In Macbeth, the overarching meta-symbol was the cauldron: the ingredients in the play were symbols of the ingredients in the cauldron that in turn were symbols of the ingredients in the poisoned chalice: the blood that sealed Satan’s death.
In Hamlet, the entire play is the vessel containing the ingredients given to him by his father. God, the father, gave Jesus, his beloved son the metaphorical cup (his mission) from which he drank in order to fulfil the law and ‘poison’ Satan. Likewise the spirit of Hamlet’s father gives him a metaphorical cup from which to drink that sacrifices his son’s life to fulfil the law and seal the death of the tyrant Claudius.
One day, a young Dane with a beautiful wife and two fine children gets a mysterious letter. Although they love each other deeply, he has been out of work for several years and they have been forced to live in squalid conditions. They have very little money, a very small TV, and have to eat cheap, unhealthy food.
The letter is an answer to their prayers. It was from a firm of expensive lawyers. A very wealthy, distant cousin has died leaving his entire estate to the young man: a great fortune and a fabulous new house.

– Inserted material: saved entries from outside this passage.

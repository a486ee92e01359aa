// Copyright 2025-Present Datadog, Inc. https://www.datadoghq.com/
// SPDX-License-Identifier: Apache-2.0

//! A flushed group of entries and its retry state.
//!
//! # Lifecycle
//!
//! ```text
//!   Pending ──> InFlight ──success──> Delivered
//!                 ^   │
//!       backoff   │   └──failure──> retries left? ──no──> Exhausted
//!       elapsed   │                      │ yes
//!                 └──── Retrying <───────┘
//! ```
//!
//! A batch is attempted at most `max_retries + 1` times: the first send
//! plus up to `max_retries` retries.

use std::sync::Arc;
use std::time::Duration;

use derive_more::Display;

use crate::backoff::Backoff;
use crate::log_entry::LogEntry;

/// Identity of a batch, unique within one coordinator.
#[derive(Debug, Display, Clone, Copy, PartialEq, Eq, Hash, PartialOrd, Ord)]
#[display("batch-{_0}")]
pub struct BatchId(u64);

impl BatchId {
    pub fn as_u64(self) -> u64 {
        self.0
    }
}

/// Hands out increasing batch ids.
#[derive(Debug, Default)]
pub(crate) struct BatchIdGenerator {
    next: u64,
}

impl BatchIdGenerator {
    pub(crate) fn next_id(&mut self) -> BatchId {
        let id = BatchId(self.next);
        self.next += 1;
        id
    }
}

#[derive(Debug, Clone, Copy, PartialEq, Eq)]
pub enum BatchState {
    /// Created, not yet sent.
    Pending,
    /// Handed to the transport, awaiting its outcome.
    InFlight,
    /// Last attempt failed, waiting out the backoff delay.
    Retrying,
    Delivered,
    Exhausted,
}

/// What to do after a failed attempt.
#[derive(Debug, Clone, Copy, PartialEq, Eq)]
pub enum RetryDecision {
    /// Send again after `delay`. `retry` counts retries so far, starting at 1.
    Retry { retry: u32, delay: Duration },
    /// No retries left.
    Exhausted,
}

#[derive(Debug, Clone)]
pub struct Batch {
    id: BatchId,
    entries: Arc<[LogEntry]>,
    state: BatchState,
    retry_count: u32,
    next_delay: Duration,
    attempts: u32,
}

impl Batch {
    pub(crate) fn new(id: BatchId, entries: Vec<LogEntry>) -> Self {
        Self {
            id,
            entries: entries.into(),
            state: BatchState::Pending,
            retry_count: 0,
            next_delay: Duration::ZERO,
            attempts: 0,
        }
    }

    pub fn id(&self) -> BatchId {
        self.id
    }

    pub fn entries(&self) -> &Arc<[LogEntry]> {
        &self.entries
    }

    pub fn len(&self) -> usize {
        self.entries.len()
    }

    pub fn is_empty(&self) -> bool {
        self.entries.is_empty()
    }

    pub fn state(&self) -> BatchState {
        self.state
    }

    pub fn retry_count(&self) -> u32 {
        self.retry_count
    }

    /// Delay scheduled before the pending retry; zero until the first failure.
    pub fn next_delay(&self) -> Duration {
        self.next_delay
    }

    /// Number of sends started so far.
    pub fn attempts(&self) -> u32 {
        self.attempts
    }

    /// Marks the batch in flight and returns the entries to send.
    pub(crate) fn begin_attempt(&mut self) -> Arc<[LogEntry]> {
        self.state = BatchState::InFlight;
        self.attempts += 1;
        Arc::clone(&self.entries)
    }

    pub(crate) fn mark_delivered(&mut self) {
        self.state = BatchState::Delivered;
    }

    /// Records a failed attempt and decides whether another one follows.
    ///
    /// Call exactly once per failed attempt.
    pub(crate) fn retry(&mut self, max_retries: u32, backoff: &Backoff) -> RetryDecision {
        if self.retry_count >= max_retries {
            self.state = BatchState::Exhausted;
            return RetryDecision::Exhausted;
        }

        self.retry_count += 1;
        self.next_delay = backoff.delay_for(self.retry_count);
        self.state = BatchState::Retrying;

        RetryDecision::Retry {
            retry: self.retry_count,
            delay: self.next_delay,
        }
    }
}
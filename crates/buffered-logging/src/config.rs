// Copyright 2025-Present Datadog, Inc. https://www.datadoghq.com/
// SPDX-License-Identifier: Apache-2.0

//! Validated flush and retry configuration.
//!
//! A [`BufferConfig`] can only be obtained through a validating constructor,
//! so every buffer and batch built from one can rely on
//! `min_buffer_size <= max_buffer_size` and `0 < save_time <= MAX_SAVE_TIME`.
//!
//! # Environment Variables
//!
//! | Variable | Meaning | Default |
//! |----------|---------|---------|
//! | `BUFFERED_LOG_SAVE_TIME` | Seconds between buffer checks (fractional allowed, at most one day) | `5` |
//! | `BUFFERED_LOG_MIN_BUFFER_SIZE` | Entries required before a timed flush | `0` |
//! | `BUFFERED_LOG_MAX_BUFFER_SIZE` | Entries that force an immediate flush | `10` |
//! | `BUFFERED_LOG_MAX_RETRIES` | Retries after the first failed attempt | `3` |
//! | `BUFFERED_LOG_RETRY_BASE_DELAY_MS` | Backoff seed in milliseconds | `100` |
//! | `BUFFERED_LOG_MAX_RETRY_DELAY_MS` | Backoff ceiling in milliseconds | `30000` |

use std::env;
use std::str::FromStr;
use std::time::Duration;

use crate::backoff::Backoff;
use crate::error::ConfigError;

pub const DEFAULT_SAVE_TIME: Duration = Duration::from_secs(5);
/// Longest accepted `save_time`; the save timer's deadlines must stay representable.
pub const MAX_SAVE_TIME: Duration = Duration::from_secs(24 * 60 * 60);
pub const DEFAULT_MIN_BUFFER_SIZE: usize = 0;
pub const DEFAULT_MAX_BUFFER_SIZE: usize = 10;
pub const DEFAULT_MAX_RETRIES: u32 = 3;
pub const DEFAULT_RETRY_BASE_DELAY: Duration = Duration::from_millis(100);
pub const DEFAULT_MAX_RETRY_DELAY: Duration = Duration::from_secs(30);

const ENV_SAVE_TIME: &str = "BUFFERED_LOG_SAVE_TIME";
const ENV_MIN_BUFFER_SIZE: &str = "BUFFERED_LOG_MIN_BUFFER_SIZE";
const ENV_MAX_BUFFER_SIZE: &str = "BUFFERED_LOG_MAX_BUFFER_SIZE";
const ENV_MAX_RETRIES: &str = "BUFFERED_LOG_MAX_RETRIES";
const ENV_RETRY_BASE_DELAY_MS: &str = "BUFFERED_LOG_RETRY_BASE_DELAY_MS";
const ENV_MAX_RETRY_DELAY_MS: &str = "BUFFERED_LOG_MAX_RETRY_DELAY_MS";

/// Flush thresholds, timer period and retry budget for one coordinator.
#[derive(Debug, Clone, PartialEq, Eq)]
pub struct BufferConfig {
    save_time: Duration,
    min_buffer_size: usize,
    max_buffer_size: usize,
    max_retries: u32,
    backoff: Backoff,
}

impl Default for BufferConfig {
    fn default() -> Self {
        Self {
            save_time: DEFAULT_SAVE_TIME,
            min_buffer_size: DEFAULT_MIN_BUFFER_SIZE,
            max_buffer_size: DEFAULT_MAX_BUFFER_SIZE,
            max_retries: DEFAULT_MAX_RETRIES,
            backoff: Backoff::new(DEFAULT_RETRY_BASE_DELAY, DEFAULT_MAX_RETRY_DELAY),
        }
    }
}

impl BufferConfig {
    /// Builds a configuration with the default backoff.
    pub fn new(
        save_time: Duration,
        min_buffer_size: usize,
        max_buffer_size: usize,
        max_retries: u32,
    ) -> Result<Self, ConfigError> {
        let config = Self {
            save_time,
            min_buffer_size,
            max_buffer_size,
            max_retries,
            ..Self::default()
        };
        config.validate()?;
        Ok(config)
    }

    /// Reads the configuration from `BUFFERED_LOG_*` environment variables.
    ///
    /// Unset variables keep their defaults; a set but unparsable variable
    /// is an error rather than being silently replaced.
    pub fn from_env() -> Result<Self, ConfigError> {
        Self::from_lookup(|var| env::var(var).ok())
    }

    fn from_lookup<F>(lookup: F) -> Result<Self, ConfigError>
    where
        F: Fn(&'static str) -> Option<String>,
    {
        let defaults = Self::default();

        let save_time = match lookup(ENV_SAVE_TIME) {
            Some(raw) => parse_seconds(ENV_SAVE_TIME, &raw)?,
            None => defaults.save_time,
        };
        let min_buffer_size =
            parse_var(&lookup, ENV_MIN_BUFFER_SIZE)?.unwrap_or(defaults.min_buffer_size);
        let max_buffer_size =
            parse_var(&lookup, ENV_MAX_BUFFER_SIZE)?.unwrap_or(defaults.max_buffer_size);
        let max_retries = parse_var(&lookup, ENV_MAX_RETRIES)?.unwrap_or(defaults.max_retries);
        let base = parse_var(&lookup, ENV_RETRY_BASE_DELAY_MS)?
            .map_or(defaults.backoff.base(), Duration::from_millis);
        let max = parse_var(&lookup, ENV_MAX_RETRY_DELAY_MS)?
            .map_or(defaults.backoff.max(), Duration::from_millis);

        let config = Self {
            save_time,
            min_buffer_size,
            max_buffer_size,
            max_retries,
            backoff: Backoff::new(base, max),
        };
        config.validate()?;
        Ok(config)
    }

    /// Replaces the retry backoff seed and ceiling.
    pub fn with_backoff(self, base: Duration, max: Duration) -> Result<Self, ConfigError> {
        let config = Self {
            backoff: Backoff::new(base, max),
            ..self
        };
        config.validate()?;
        Ok(config)
    }

    pub fn with_save_time(self, save_time: Duration) -> Result<Self, ConfigError> {
        let config = Self { save_time, ..self };
        config.validate()?;
        Ok(config)
    }

    pub fn with_buffer_sizes(self, min: usize, max: usize) -> Result<Self, ConfigError> {
        let config = Self {
            min_buffer_size: min,
            max_buffer_size: max,
            ..self
        };
        config.validate()?;
        Ok(config)
    }

    #[must_use]
    pub fn with_max_retries(self, max_retries: u32) -> Self {
        Self {
            max_retries,
            ..self
        }
    }

    fn validate(&self) -> Result<(), ConfigError> {
        if self.save_time.is_zero() {
            return Err(ConfigError::ZeroSaveTime);
        }
        if self.save_time > MAX_SAVE_TIME {
            return Err(ConfigError::SaveTimeTooLarge {
                save_time: self.save_time,
                max: MAX_SAVE_TIME,
            });
        }
        if self.min_buffer_size > self.max_buffer_size {
            return Err(ConfigError::MinExceedsMax {
                min: self.min_buffer_size,
                max: self.max_buffer_size,
            });
        }
        if self.backoff.base().is_zero() {
            return Err(ConfigError::ZeroRetryDelay);
        }
        if self.backoff.max() < self.backoff.base() {
            return Err(ConfigError::RetryCapBelowBase {
                base: self.backoff.base(),
                max: self.backoff.max(),
            });
        }
        Ok(())
    }

    pub fn save_time(&self) -> Duration {
        self.save_time
    }

    pub fn min_buffer_size(&self) -> usize {
        self.min_buffer_size
    }

    pub fn max_buffer_size(&self) -> usize {
        self.max_buffer_size
    }

    pub fn max_retries(&self) -> u32 {
        self.max_retries
    }

    pub fn backoff(&self) -> Backoff {
        self.backoff
    }
}

fn parse_var<T, F>(lookup: &F, var: &'static str) -> Result<Option<T>, ConfigError>
where
    T: FromStr,
    F: Fn(&'static str) -> Option<String>,
{
    lookup(var)
        .map(|raw| {
            raw.trim()
                .parse::<T>()
                .map_err(|_| ConfigError::InvalidEnv { var, value: raw })
        })
        .transpose()
}

fn parse_seconds(var: &'static str, raw: &str) -> Result<Duration, ConfigError> {
    let invalid = || ConfigError::InvalidEnv {
        var,
        value: raw.to_string(),
    };
    let seconds = raw.trim().parse::<f64>().map_err(|_| invalid())?;
    Duration::try_from_secs_f64(seconds).map_err(|_| invalid())
}
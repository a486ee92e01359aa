// Copyright 2025-Present Datadog, Inc. https://www.datadoghq.com/
// SPDX-License-Identifier: Apache-2.0

#![allow(dead_code)]

pub mod mocks;

use std::time::Duration;

use buffered_logging::{BufferConfig, CoordinatorHandle, DeliveryStats};
use tokio::time::{sleep, timeout};

pub fn config(save_time: Duration, min: usize, max: usize, max_retries: u32) -> BufferConfig {
    BufferConfig::new(save_time, min, max, max_retries).expect("valid test config")
}

/// Polls until nothing is buffered or awaiting delivery.
pub async fn wait_until_idle(handle: &CoordinatorHandle, limit: Duration) -> DeliveryStats {
    timeout(limit, async {
        loop {
            let stats = handle.stats().await.expect("coordinator running");
            if stats.in_flight == 0 && stats.buffered == 0 {
                return stats;
            }
            sleep(Duration::from_millis(5)).await;
        }
    })
    .await
    .expect("coordinator did not go idle in time")
}
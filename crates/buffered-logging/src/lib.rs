// Copyright 2025-Present Datadog, Inc. https://www.datadoghq.com/
// SPDX-License-Identifier: Apache-2.0

//! Client-side log buffering and delivery.
//!
//! Entries are accumulated in memory and flushed as batches when the buffer
//! reaches its maximum size, or when the save timer fires with at least the
//! minimum size pending. Each batch is handed to a caller-supplied
//! [`Transport`]; failed batches are retried with growing delays, and once
//! their retries are exhausted the entries are passed to a
//! [`FailureHandler`].
//!
//! ```no_run
//! use std::sync::Arc;
//! use buffered_logging::{
//!     BufferConfig, DeliveryCoordinator, DropFailedLogs, FnTransport, LogEntry, LogLevel,
//!     SendOutcome,
//! };
//!
//! # async fn example() -> Result<(), Box<dyn std::error::Error>> {
//! let transport = FnTransport::new(|entries: Arc<[LogEntry]>| async move {
//!     println!("shipping {} entries", entries.len());
//!     SendOutcome::Success
//! });
//! let (handle, task) = DeliveryCoordinator::spawn(
//!     BufferConfig::from_env()?,
//!     Arc::new(transport),
//!     Arc::new(DropFailedLogs),
//! );
//!
//! handle.submit(LogEntry::new("user signed in").with_level(LogLevel::Info), false)?;
//! handle.flush().await?;
//! handle.shutdown()?;
//! task.await?;
//! # Ok(())
//! # }
//! ```

#![cfg_attr(not(test), deny(clippy::panic))]
#![cfg_attr(not(test), deny(clippy::unwrap_used))]
#![cfg_attr(not(test), deny(clippy::expect_used))]
#![cfg_attr(not(test), deny(clippy::todo))]
#![cfg_attr(not(test), deny(clippy::unimplemented))]

pub mod backoff;
pub mod batch;
pub mod buffer;
pub mod config;
pub mod coordinator;
pub mod error;
pub mod log_entry;
pub mod registry;
pub mod transport;

pub use backoff::Backoff;
pub use batch::{Batch, BatchId, BatchState, RetryDecision};
pub use buffer::{Flush, FlushReason, LogBuffer};
pub use config::BufferConfig;
pub use coordinator::{CoordinatorHandle, DeliveryCoordinator, DeliveryStats};
pub use error::{ConfigError, QueryError, SubmitError};
pub use log_entry::{LogEntry, LogLevel, ParseLevelError};
pub use registry::InFlightRegistry;
pub use transport::{
    CallbackTransport, Completion, DropFailedLogs, FailureHandler, FnTransport, SendOutcome,
    Transport,
};
// Copyright 2025-Present Datadog, Inc. https://www.datadoghq.com/
// SPDX-License-Identifier: Apache-2.0

#![cfg_attr(not(test), deny(clippy::panic))]
#![cfg_attr(not(test), deny(clippy::unwrap_used))]
#![cfg_attr(not(test), deny(clippy::expect_used))]
#![cfg_attr(not(test), deny(clippy::todo))]
#![cfg_attr(not(test), deny(clippy::unimplemented))]

//! Reads log lines from stdin and writes them to stdout in batches, one JSON
//! array per line. Lines that parse as a JSON log entry are used as is;
//! anything else becomes the message of a new entry.

use std::env;
use std::process::ExitCode;
use std::sync::Arc;

use async_trait::async_trait;
use tokio::io::{self, AsyncBufReadExt, AsyncWriteExt, BufReader, Stdout};
use tokio::sync::Mutex;
use tokio::time::{sleep, timeout, Duration};
use tracing::{debug, error, info, warn};
use tracing_subscriber::EnvFilter;

use buffered_logging::{
    BufferConfig, CoordinatorHandle, DeliveryCoordinator, DropFailedLogs, LogEntry, LogLevel,
    SendOutcome, Transport,
};

const DRAIN_TIMEOUT: Duration = Duration::from_secs(30);
const DRAIN_POLL_INTERVAL: Duration = Duration::from_millis(50);

/// Writes each batch as a single line of JSON.
struct StdoutTransport {
    stdout: Mutex<Stdout>,
}

#[async_trait]
impl Transport for StdoutTransport {
    async fn send(&self, entries: Arc<[LogEntry]>) -> SendOutcome {
        let mut line = match serde_json::to_vec(&*entries) {
            Ok(line) => line,
            Err(e) => {
                error!("PIPE | Failed to serialize batch: {e}");
                return SendOutcome::Failure;
            }
        };
        line.push(b'\n');

        let mut stdout = self.stdout.lock().await;
        let written = async {
            stdout.write_all(&line).await?;
            stdout.flush().await
        }
        .await;
        if let Err(e) = &written {
            warn!("PIPE | Failed to write batch of {} entries: {e}", entries.len());
        }
        written.into()
    }
}

fn parse_line(line: &str, default_level: LogLevel) -> LogEntry {
    if line.trim_start().starts_with('{') {
        match serde_json::from_str::<LogEntry>(line) {
            Ok(entry) => return entry,
            Err(e) => debug!("PIPE | Treating line as plain text: {e}"),
        }
    }
    LogEntry::new(line).with_level(default_level)
}

async fn drain(handle: &CoordinatorHandle) {
    if let Err(e) = handle.flush().await {
        error!("PIPE | Final flush failed: {e}");
        return;
    }

    let waited = timeout(DRAIN_TIMEOUT, async {
        loop {
            match handle.stats().await {
                Ok(stats) if stats.in_flight == 0 => return Some(stats),
                Ok(_) => sleep(DRAIN_POLL_INTERVAL).await,
                Err(e) => {
                    error!("PIPE | Could not read delivery stats: {e}");
                    return None;
                }
            }
        }
    })
    .await;

    match waited {
        Ok(Some(stats)) => info!(
            "PIPE | Delivered {} batches ({} entries submitted, {} batches dropped)",
            stats.delivered, stats.submitted, stats.exhausted
        ),
        Ok(None) => {}
        Err(_) => warn!("PIPE | Gave up waiting for in-flight batches after {DRAIN_TIMEOUT:?}"),
    }
}

#[tokio::main]
pub async fn main() -> ExitCode {
    let log_level = env::var("BUFFERED_LOG_LEVEL")
        .map(|val| val.to_lowercase())
        .unwrap_or("info".to_string());

    #[allow(clippy::expect_used)]
    let subscriber = tracing_subscriber::fmt::Subscriber::builder()
        .with_env_filter(
            EnvFilter::try_new(log_level).expect("could not parse log level in configuration"),
        )
        .with_writer(std::io::stderr)
        .with_level(true)
        .with_thread_names(false)
        .with_thread_ids(false)
        .with_line_number(false)
        .with_file(false)
        .with_target(false)
        .without_time()
        .finish();

    #[allow(clippy::expect_used)]
    tracing::subscriber::set_global_default(subscriber).expect("setting default subscriber failed");

    debug!("Logging subsystem enabled");

    let config = match BufferConfig::from_env() {
        Ok(config) => config,
        Err(e) => {
            error!("PIPE | Invalid configuration: {e}");
            return ExitCode::FAILURE;
        }
    };
    let default_level = match env::var("BUFFERED_LOG_PIPE_LEVEL") {
        Ok(raw) => match raw.parse::<LogLevel>() {
            Ok(level) => level,
            Err(e) => {
                error!("PIPE | {e}");
                return ExitCode::FAILURE;
            }
        },
        Err(_) => LogLevel::default(),
    };

    let transport = Arc::new(StdoutTransport {
        stdout: Mutex::new(io::stdout()),
    });
    let (handle, task) = DeliveryCoordinator::spawn(config, transport, Arc::new(DropFailedLogs));

    let mut lines = BufReader::new(io::stdin()).lines();
    loop {
        tokio::select! {
            line = lines.next_line() => match line {
                Ok(Some(line)) if line.trim().is_empty() => {}
                Ok(Some(line)) => {
                    if let Err(e) = handle.submit(parse_line(&line, default_level), false) {
                        error!("PIPE | {e}");
                        break;
                    }
                }
                Ok(None) => {
                    debug!("PIPE | End of input");
                    break;
                }
                Err(e) => {
                    error!("PIPE | Failed to read stdin: {e}");
                    break;
                }
            },
            _ = tokio::signal::ctrl_c() => {
                info!("PIPE | Interrupted, draining");
                break;
            }
        }
    }

    drain(&handle).await;
    if let Err(e) = handle.shutdown() {
        debug!("PIPE | {e}");
    }
    if let Err(e) = task.await {
        error!("PIPE | Coordinator task failed: {e}");
        return ExitCode::FAILURE;
    }
    ExitCode::SUCCESS
}

#[cfg(test)]
mod tests {
    use super::*;

    #[test]
    fn test_plain_line_uses_default_level() {
        let entry = parse_line("disk almost full", LogLevel::Warn);
        assert_eq!(entry.message(), "disk almost full");
        assert_eq!(entry.level(), LogLevel::Warn);
    }

    #[test]
    fn test_json_line_is_parsed() {
        let entry = parse_line(
            r#"{"message":"paid","level":"ERROR","metadata":{"amount":12}}"#,
            LogLevel::Debug,
        );
        assert_eq!(entry.message(), "paid");
        assert_eq!(entry.level(), LogLevel::Error);
        assert_eq!(
            entry.metadata().get("amount"),
            Some(&serde_json::Value::from(12))
        );
    }

    #[test]
    fn test_malformed_json_falls_back_to_text() {
        let entry = parse_line("{not json", LogLevel::Info);
        assert_eq!(entry.message(), "{not json");
        assert_eq!(entry.level(), LogLevel::Info);
    }
}
//! Expiry sweeper - downgrades paid memberships whose period ran out.
//!
//! The sweep is a safety net behind `subscription_expired` events: when
//! the provider's event is delayed or lost, the row still reads as free
//! (state is derived from `expires_at`), and the sweep makes storage
//! match. Each downgrade is version-checked so a renewal that lands
//! between the candidate query and the write wins the row and the sweep
//! skips it.

use std::sync::Arc;

use tracing::{debug, info};

use crate::domain::foundation::{DomainError, Timestamp};
use crate::ports::{BillingStore, DowngradeResult};

/// Periodically downgrades expired paid memberships.
pub struct ExpirySweeper {
    store: Arc<dyn BillingStore>,
    batch_size: i64,
}

/// Counts from one sweep pass.
#[derive(Debug, Clone, Copy, Default, PartialEq, Eq)]
pub struct SweepReport {
    /// Rows downgraded to free.
    pub downgraded: u64,
    /// Rows skipped because a concurrent writer won the version check.
    pub skipped: u64,
}

impl ExpirySweeper {
    pub fn new(store: Arc<dyn BillingStore>, batch_size: i64) -> Self {
        Self { store, batch_size }
    }

    /// Runs one sweep pass over at most `batch_size` expired rows.
    ///
    /// Version losses are normal operation, not errors: the account
    /// renewed while the sweep was looking at it, and the next pass
    /// will not select the row again.
    pub async fn sweep(&self, now: Timestamp) -> Result<SweepReport, DomainError> {
        let candidates = self.store.expired_memberships(now, self.batch_size).await?;
        let mut report = SweepReport::default();

        for mut membership in candidates {
            if !membership.force_downgrade(now) {
                continue;
            }
            match self.store.commit_downgrade(&membership).await? {
                DowngradeResult::Downgraded => {
                    debug!(account_id = %membership.account_id, "swept expired membership");
                    report.downgraded += 1;
                }
                DowngradeResult::Skipped => {
                    debug!(
                        account_id = %membership.account_id,
                        "skipping sweep, row changed concurrently"
                    );
                    report.skipped += 1;
                }
            }
        }

        if report.downgraded > 0 {
            info!(
                downgraded = report.downgraded,
                skipped = report.skipped,
                "expiry sweep pass complete"
            );
        }
        Ok(report)
    }
}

As soon as they could, they moved into the new house. The children had bedroom suites to themselves, there were 60” TV’s in every room, and the huge fridge was stuffed full with delicious goodies.
The house was big, and bright, and beautiful. It had an indoor heated pool, a Jacuzzi, and fully-fitted gym. The garden was full of roses and they had a lovely view over the state of Denmark.
They were blissfully happy. Even the ‘funny smell’ they all noticed at first didn’t matter at all. They knew they’d just get used to it.
After about a year, they found that not only was the ‘funny smell’ not so funny, but their health was deteriorating. Although they had everything they’d always dreamt of, they could not really enjoy any of it. They could never get a good night’s sleep. They had awful nightmares. The doctors were puzzled. The surveyors could find no cause for the ‘funny smell’.
After another year, they had spent all their money, they all became incurably sick. And eventually they all died from unknown causes.
The estate was sold, and the new buyers had heard all about the plight of the tragic young couple. Rumours were rife about a ‘haunted house’ or the ‘curse’ they had inherited, etc. So they tore down the entire edifice and began to dig a whole new foundation.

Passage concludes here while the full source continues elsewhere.